Forget Buckhead and its one dimensional world of mansions, stereotypes and benevolent despots (philanthropists). The setting for Tom Wolfe's novel Man in Full is slightly past its social sell by Virginia-Highland is the best place to flop in Atlanta.  Why? Because it's quiet, central and where it's at for Whitey & Co. Houses go for $400,000 minimum, a one bedroom apartment is $170,000. I am not sure if we are priced out of the market, which I gather is on an upturn, but we don't mind renting until we find a more permanent pied-à-terre.

 

Until then I am safe in a world of picket fences, verdant lawns, fairy tale bungalows with fiber glass tiles and nubile lovelies playing "sand volleyball" in local John Howell Memorial Park Et in Arcadia ego

 

lovely jubbly



At first I thought that they were playing in a dog toilet


olde English tax called Tonnage and Poundage comes to mind


Athletic ladies in bikinis, high-fiving and yahooing on evening twilight -- only a stone's throw from HQ and the pubescent teens of the local school. This is a regular event in the sleepy town of Stepford, and I make no apology for including it in this blog  

  


The Sears Building (1926) now City Hall East 

 

As a pedestrian (which, for some reason, qualifies me as an idiot in car loving America) you daily witness the contrasting strata of life in Atlanta. Gazing beyond suburbia is the rough end of our hood, Ponce de Leon and the stretch between Murder Kroger, the Ford Motor Company plant and the old Sears Building.

 

 

The old Ford Motor Company plant and Ponce before Murder Kroger (1985)

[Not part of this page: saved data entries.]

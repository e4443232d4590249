//! The end-to-end counter flow: provision, initialize, increment, read.

use std::{path::PathBuf, time::Duration};

use clap_serde_derive::{clap, ClapSerde};
use eyre::{Context, OptionExt, Result};
use solana_sdk::{
    pubkey::Pubkey,
    signature::{Keypair, Signature},
    signer::Signer,
};

use crate::{
    config_parsing::ConfigName,
    ledger::{Ledger, RpcLedger},
    provision::{self, CounterAccount},
    sequence, state, util, wire,
};

#[derive(ClapSerde, Debug, Clone)]
pub struct Config {
    #[arg(long, help = "JSON keypair file that funds and signs everything")]
    #[default("payer.json".into())]
    pub keypair: PathBuf,

    #[arg(long, help = "Address of the deployed counter program")]
    #[default(None)]
    pub program_id: Option<String>,

    #[arg(
        long,
        help = "Existing counter account to reuse (a fresh one is created and initialized when omitted)"
    )]
    #[default(None)]
    pub counter: Option<String>,

    #[arg(long, help = "RPC endpoint of the cluster")]
    #[default("http://127.0.0.1:8899".to_string())]
    pub url: String,

    #[arg(
        long,
        help = "Seconds to wait for the final read to observe the incremented value"
    )]
    #[default(30)]
    pub settle_timeout: u64,
}

impl ConfigName for Config {
    const NAME: &'static str = "run";
}

/// What one invocation did, for reporting.
#[derive(Debug)]
pub struct Outcome {
    pub counter: Pubkey,
    pub created: Option<Signature>,
    pub initialized: Option<Signature>,
    pub incremented: Signature,
    pub value: u64,
}

pub fn run(config: Config) -> Result<()> {
    let Config {
        keypair,
        program_id,
        counter,
        url,
        settle_timeout,
    } = config;

    let Some(program_id) = program_id else {
        eprintln!("Error: `program_id` is required (as a flag or in the config file)");
        std::process::exit(1);
    };
    let program_id = util::parse_address("program", &program_id)?;

    let payer = util::load_keypair(&keypair)?;

    let source = match counter {
        Some(address) => CounterAccount::Existing(util::parse_address("counter", &address)?),
        None => CounterAccount::Fresh,
    };

    let ledger = RpcLedger::new(url);
    let outcome = drive(
        &ledger,
        &payer,
        &program_id,
        source,
        Duration::from_secs(settle_timeout),
    )?;

    if let Some(signature) = outcome.created {
        eprintln!("✅ Created counter account {} ({signature})", outcome.counter);
    }
    if let Some(signature) = outcome.initialized {
        eprintln!("✅ Initialized the counter ({signature})");
    }
    eprintln!("✅ Incremented the counter ({})", outcome.incremented);
    println!("Counter {} now holds {}", outcome.counter, outcome.value);

    Ok(())
}

/// Runs the lifecycle state machine against `ledger`.
///
/// Strictly sequential: every transaction is finalized before the next one
/// is built, so each instruction observes the state its predecessor left.
/// Any stage failure aborts the rest; effects already finalized stay on the
/// ledger.
pub fn drive(
    ledger: &impl Ledger,
    payer: &Keypair,
    program_id: &Pubkey,
    source: CounterAccount,
    settle_timeout: Duration,
) -> Result<Outcome> {
    let fresh = matches!(source, CounterAccount::Fresh);

    let (counter, created) = provision::provision(ledger, source, payer, program_id)?;

    // A fresh account gets initialized exactly once; a reused address is
    // trusted to have been initialized already.
    let initialized = if fresh {
        let instruction = wire::initialize(program_id, &counter, &payer.pubkey());
        let signature = sequence::submit(ledger, &[instruction], &payer.pubkey(), &[payer])
            .context("Error submitting the initialize instruction")?;
        Some(signature)
    } else {
        None
    };

    let expected = if fresh {
        1
    } else {
        let current = state::read(ledger, &counter)
            .context("Error reading the counter before incrementing")?
            .ok_or_eyre(format!("counter account {counter} does not exist"))?;
        current.wrapping_add(1)
    };

    let instruction = wire::increment(program_id, &counter);
    let incremented = sequence::submit(ledger, &[instruction], &payer.pubkey(), &[payer])
        .context("Error submitting the increment instruction")?;

    let value = state::poll_until(ledger, &counter, expected, settle_timeout)
        .context("Error reading the counter back")?;

    Ok(Outcome {
        counter,
        created,
        initialized,
        incremented,
        value,
    })
}
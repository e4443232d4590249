//! Seam towards the ledger RPC endpoint.
//!
//! The flow only ever needs four operations, so they are captured in a
//! trait; the integration tests drive the whole flow against an in-memory
//! implementation instead of a running cluster.

use eyre::Result;
use solana_client::{rpc_client::RpcClient, rpc_config::RpcSendTransactionConfig};
use solana_sdk::{
    commitment_config::CommitmentConfig, hash::Hash, pubkey::Pubkey, signature::Signature,
    transaction::Transaction,
};

pub trait Ledger {
    fn latest_blockhash(&self) -> Result<Hash>;

    /// Minimum lamport balance that makes a `space`-byte account rent-exempt.
    fn minimum_balance(&self, space: usize) -> Result<u64>;

    /// Submits a signed transaction and blocks until the ledger has
    /// finalized it. Single attempt; a failure is fatal to the caller's
    /// step.
    fn submit_and_confirm(&self, transaction: &Transaction) -> Result<Signature>;

    /// Raw account bytes, or `None` when the account does not exist.
    fn account_data(&self, address: &Pubkey) -> Result<Option<Vec<u8>>>;
}

/// [`Ledger`] over a JSON-RPC cluster endpoint, pinned to `finalized`
/// commitment.
pub struct RpcLedger {
    rpc: RpcClient,
}

impl RpcLedger {
    pub fn new(url: impl ToString) -> Self {
        Self {
            rpc: RpcClient::new_with_commitment(url.to_string(), CommitmentConfig::finalized()),
        }
    }
}

impl Ledger for RpcLedger {
    fn latest_blockhash(&self) -> Result<Hash> {
        Ok(self.rpc.get_latest_blockhash()?)
    }

    fn minimum_balance(&self, space: usize) -> Result<u64> {
        Ok(self.rpc.get_minimum_balance_for_rent_exemption(space)?)
    }

    fn submit_and_confirm(&self, transaction: &Transaction) -> Result<Signature> {
        // NOTE: preflight simulation is skipped on purpose: the program's
        //       state-dependent checks only hold at execution time and
        //       simulating against a stale bank produces false negatives
        let signature = self.rpc.send_and_confirm_transaction_with_spinner_and_config(
            transaction,
            CommitmentConfig::finalized(),
            RpcSendTransactionConfig {
                skip_preflight: true,
                ..Default::default()
            },
        )?;

        Ok(signature)
    }

    fn account_data(&self, address: &Pubkey) -> Result<Option<Vec<u8>>> {
        let response = self
            .rpc
            .get_account_with_commitment(address, CommitmentConfig::finalized())?;

        Ok(response.value.map(|account| account.data))
    }
}
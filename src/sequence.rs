//! Builds and submits single transactions, in order, waiting for finality.

use eyre::{Context, Result};
use solana_sdk::{
    instruction::Instruction,
    pubkey::Pubkey,
    signature::{Keypair, Signature},
    transaction::Transaction,
};

use crate::ledger::Ledger;

/// Wraps `instructions` (executed atomically, in the given order) into one
/// signed transaction and blocks until the ledger has finalized it.
///
/// The current flows always pass a single instruction; batching several
/// into one transaction is possible but not something callers rely on yet.
pub fn submit(
    ledger: &impl Ledger,
    instructions: &[Instruction],
    payer: &Pubkey,
    signers: &[&Keypair],
) -> Result<Signature> {
    let blockhash = ledger
        .latest_blockhash()
        .context("Error fetching a recent blockhash")?;

    let transaction =
        Transaction::new_signed_with_payer(instructions, Some(payer), &signers.to_vec(), blockhash);

    ledger.submit_and_confirm(&transaction)
}
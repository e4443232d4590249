pub mod config;
pub mod config_parsing;
pub mod flow;
pub mod ledger;
pub mod provision;
pub mod sequence;
pub mod show;
pub mod state;
pub mod util;
pub mod wire;
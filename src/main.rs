use clap::Parser;
use eyre::Result;

use tick::{
    config::{Config, Subcommands},
    config_parsing::ParseWithConfigFile,
    flow, show,
};

fn main() -> Result<()> {
    let Config { command } = Config::try_parse()?;

    match command {
        Some(Subcommands::Run(args)) => flow::run(flow::Config::parse_with_config_file(Some(args))?),
        Some(Subcommands::Show(args)) => {
            show::run(show::Config::parse_with_config_file(Some(args))?)
        }
        // A bare `tick` runs the full flow with config-file/default values
        None => flow::run(flow::Config::parse_with_config_file(None)?),
    }
}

Here rich and poor, Black and White, coexist, cheek by jowl, in relative detente. I once spied an aged African American chap, slightly sozzled in the noon day sun, shouting at a Cracker Barrel who was listening to Bon Jovi in an ivory gas guzzler

 

"Turn that shit down," the old timer cried out, "what the Hell is wrong with you?" 

  

Like the Bon Jovi fan, the Caucasians do their level best, passing between Starbucks and Whole Foods, to avoid the zombies on the hustle for jobs or handouts on the corner of CVS pharmacy. But the undead know me well from weekly trips to the pet hospital, and often murmur hello at "the Australian guy with the cat".  

 

I work late and nighttime in Virginia-Highland has a supernatural edge. The hoot of an owl somewhere in the backyard, the ghostly horn of a distant freight train, the spectral glow of fireflies; the pulsing red lights on the radio mast, towering over the community, and the echo of a Police siren, responding to a call, probably down on Ponce, yet again. My sophomore year is over but Virginia-Highland, and America at large, is still an unsolved mystery.